[Collected data entries]
>>>>

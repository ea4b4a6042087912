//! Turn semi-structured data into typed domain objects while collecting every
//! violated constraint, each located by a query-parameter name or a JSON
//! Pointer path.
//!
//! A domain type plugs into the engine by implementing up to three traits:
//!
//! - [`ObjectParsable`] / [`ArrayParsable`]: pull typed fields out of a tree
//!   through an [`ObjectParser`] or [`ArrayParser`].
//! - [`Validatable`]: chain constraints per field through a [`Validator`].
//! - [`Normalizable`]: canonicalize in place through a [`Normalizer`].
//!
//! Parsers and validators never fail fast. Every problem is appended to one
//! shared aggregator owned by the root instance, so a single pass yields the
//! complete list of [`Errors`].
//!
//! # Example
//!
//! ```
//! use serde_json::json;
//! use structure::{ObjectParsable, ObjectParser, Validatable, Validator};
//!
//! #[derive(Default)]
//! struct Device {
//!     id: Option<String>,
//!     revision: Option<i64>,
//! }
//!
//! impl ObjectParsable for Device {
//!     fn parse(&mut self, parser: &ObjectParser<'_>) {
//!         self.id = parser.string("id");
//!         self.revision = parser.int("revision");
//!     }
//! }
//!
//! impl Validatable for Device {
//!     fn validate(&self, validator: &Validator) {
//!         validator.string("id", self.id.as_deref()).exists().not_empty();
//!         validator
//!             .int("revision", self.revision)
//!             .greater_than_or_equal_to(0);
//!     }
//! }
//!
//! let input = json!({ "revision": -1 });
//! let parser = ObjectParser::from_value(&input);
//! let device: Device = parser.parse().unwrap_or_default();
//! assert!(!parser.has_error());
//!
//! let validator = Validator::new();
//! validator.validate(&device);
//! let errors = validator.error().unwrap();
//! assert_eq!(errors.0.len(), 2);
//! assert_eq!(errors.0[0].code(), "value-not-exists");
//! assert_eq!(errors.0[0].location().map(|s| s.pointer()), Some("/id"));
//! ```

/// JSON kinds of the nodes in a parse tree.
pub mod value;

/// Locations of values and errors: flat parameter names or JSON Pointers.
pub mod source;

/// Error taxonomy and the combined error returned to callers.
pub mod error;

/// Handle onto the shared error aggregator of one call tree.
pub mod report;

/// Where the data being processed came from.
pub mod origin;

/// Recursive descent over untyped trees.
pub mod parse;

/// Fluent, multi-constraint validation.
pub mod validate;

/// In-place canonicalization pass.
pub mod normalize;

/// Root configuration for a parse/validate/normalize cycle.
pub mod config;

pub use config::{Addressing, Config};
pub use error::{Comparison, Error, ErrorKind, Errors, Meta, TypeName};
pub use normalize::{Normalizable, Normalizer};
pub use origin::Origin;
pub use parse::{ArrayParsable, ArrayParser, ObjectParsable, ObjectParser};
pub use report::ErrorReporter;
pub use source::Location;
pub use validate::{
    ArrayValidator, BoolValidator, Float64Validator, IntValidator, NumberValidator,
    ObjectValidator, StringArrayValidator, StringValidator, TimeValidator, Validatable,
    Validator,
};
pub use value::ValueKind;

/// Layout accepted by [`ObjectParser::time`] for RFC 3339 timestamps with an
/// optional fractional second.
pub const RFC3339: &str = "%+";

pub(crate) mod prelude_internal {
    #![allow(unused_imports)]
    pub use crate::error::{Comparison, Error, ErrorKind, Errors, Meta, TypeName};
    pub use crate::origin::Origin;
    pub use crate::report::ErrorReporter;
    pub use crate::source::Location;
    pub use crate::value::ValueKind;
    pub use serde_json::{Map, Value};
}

<<<<

## EXERCISE
Retype exactly, and only, the lines that run from the one with "pub use crate::report::ErrorReporter;" through the final line of the entries.

## SOLUTION FOR THIS TASK
    pub use crate::report::ErrorReporter;
    pub use crate::source::Location;
    pub use crate::value::ValueKind;
    pub use serde_json::{Map, Value};
}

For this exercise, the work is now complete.